Today’s experience in France was old and, well, touristy.
We are docked in the city of Rouen, which is home to about 500,000 people and has several different sections.
Being right on the Seine, it is split in two with an island in the middle and seven hills surrounding it….much like Rome, our tour guide told us. This city was severely damaged in WWII, with the left bank and bridge being totally destroyed and much of the right bank destroyed as well. One of the oldest cathedrals was spared, as well as all the houses surrounding it, so there is a very old section of the city just a couple of blocks from the Seine.
It has timber houses that date back to the 1500’s that reminded me very much of the houses on the Shambles in York, England. These houses are historic sites, but are privately owned, often with businesses attached and there were even a few for sale.
The town has many churches, including the cathedral where Joan of Arc was found guilty of heresy. This particular cathedral also hosts the largest steel spire in Normandy and was bombed during the war, but not destroyed. One of the main support columns was damaged by a bomb, but the townspeople saved the cathedral by building wooden supports to fortify the damage until after the war, when it could be repaired properly. Rollo, the Viking credited for founding Normandy and
King Richard the Lionheart both have tombs in this cathedral.
Rouen is also where Joan of Arc was burned at the stake for her “crimes” against the king. There is a memorial and a church dedicated in her honor, since the King eventually forgave her (posthumously) and the pope made her into a Saint.
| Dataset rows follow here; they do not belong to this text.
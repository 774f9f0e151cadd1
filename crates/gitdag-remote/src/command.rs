use gitdag_types::GitOid;
use tracing::debug;

use crate::error::{RemoteError, RemoteResult};

/// Capabilities advertised to the client, in protocol order.
pub const DEFAULT_CAPABILITIES: &[&str] = &["list", "push", "fetch"];

/// One parsed input line.
#[derive(Debug, Clone, PartialEq, Eq)]
pub enum Command {
    Capabilities,
    List { for_push: bool },
    Push { src: String, dst: String },
    Fetch { oid: GitOid, ref_name: String },
    /// A blank line: flush deferred work and end the batch.
    EndOfBatch,
    /// Anything else. The dispatcher treats it as fatal, never skips it.
    Unknown(String),
}

impl Command {
    /// Parse one protocol line. A trailing newline is tolerated; malformed
    /// arguments to a known verb are an error, unknown verbs are
    /// [`Command::Unknown`].
    pub fn parse(line: &str) -> RemoteResult<Self> {
        let line = line.trim_end_matches(['\n', '\r']);
        match line {
            "" => return Ok(Command::EndOfBatch),
            "capabilities" => return Ok(Command::Capabilities),
            "list" => return Ok(Command::List { for_push: false }),
            "list for-push" => return Ok(Command::List { for_push: true }),
            _ => {}
        }

        if let Some(spec) = line.strip_prefix("push ") {
            // The force marker is accepted and dropped: a link patch always
            // overwrites, so every push already behaves as forced.
            let spec = match spec.strip_prefix('+') {
                Some(rest) => {
                    debug!(spec = rest, "dropping force marker");
                    rest
                }
                None => spec,
            };
            let (src, dst) = spec.split_once(':').ok_or_else(|| {
                RemoteError::MalformedCommand {
                    line: line.to_string(),
                    reason: "expected <src>:<dst>".to_string(),
                }
            })?;
            if src.is_empty() || dst.is_empty() {
                return Err(RemoteError::MalformedCommand {
                    line: line.to_string(),
                    reason: "empty ref name".to_string(),
                });
            }
            return Ok(Command::Push {
                src: src.to_string(),
                dst: dst.to_string(),
            });
        }

        if let Some(rest) = line.strip_prefix("fetch ") {
            let (sha, ref_name) = rest.split_once(' ').ok_or_else(|| {
                RemoteError::MalformedCommand {
                    line: line.to_string(),
                    reason: "expected <sha> <ref>".to_string(),
                }
            })?;
            let oid = GitOid::from_hex(sha).map_err(|e| RemoteError::MalformedCommand {
                line: line.to_string(),
                reason: e.to_string(),
            })?;
            return Ok(Command::Fetch {
                oid,
                ref_name: ref_name.to_string(),
            });
        }

        Ok(Command::Unknown(line.to_string()))
    }
}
Rouen also has a large shopping district with all the popular stores including Galaries Lafayette and Hermes. If I had been in the shopping mood, I could have done some real damage. The left bank is totally modern and there are a few industrial factories on the outskirts of town, making it very diverse.
We then traveled by bus to the coast to a small fishing town (now tourist town) called Honfleur. This town was not touched by the war, so it is still quite quaint. It has more restaurants lining the streets than I’ve ever seen, with small shops coming in a close second. This area is known for its apple brandy, called Calvados and the sea salt that is harvested from the marshes. We had fun wandering around, but it was VERY crowded on the day before Easter. It is a weekend retreat for many Parisians. I am bringing home some of the salt, salted caramels and chocolates to try!
Tomorrow is a tour of the Landing Beaches of Normandy. We had an onboard lecture about D-day and that portion of the war this evening by a British historian which prepped us for what we’ll see. It will be a long day, with a 2 hour bus ride each way, but I’m looking forward to the historical value of the trip.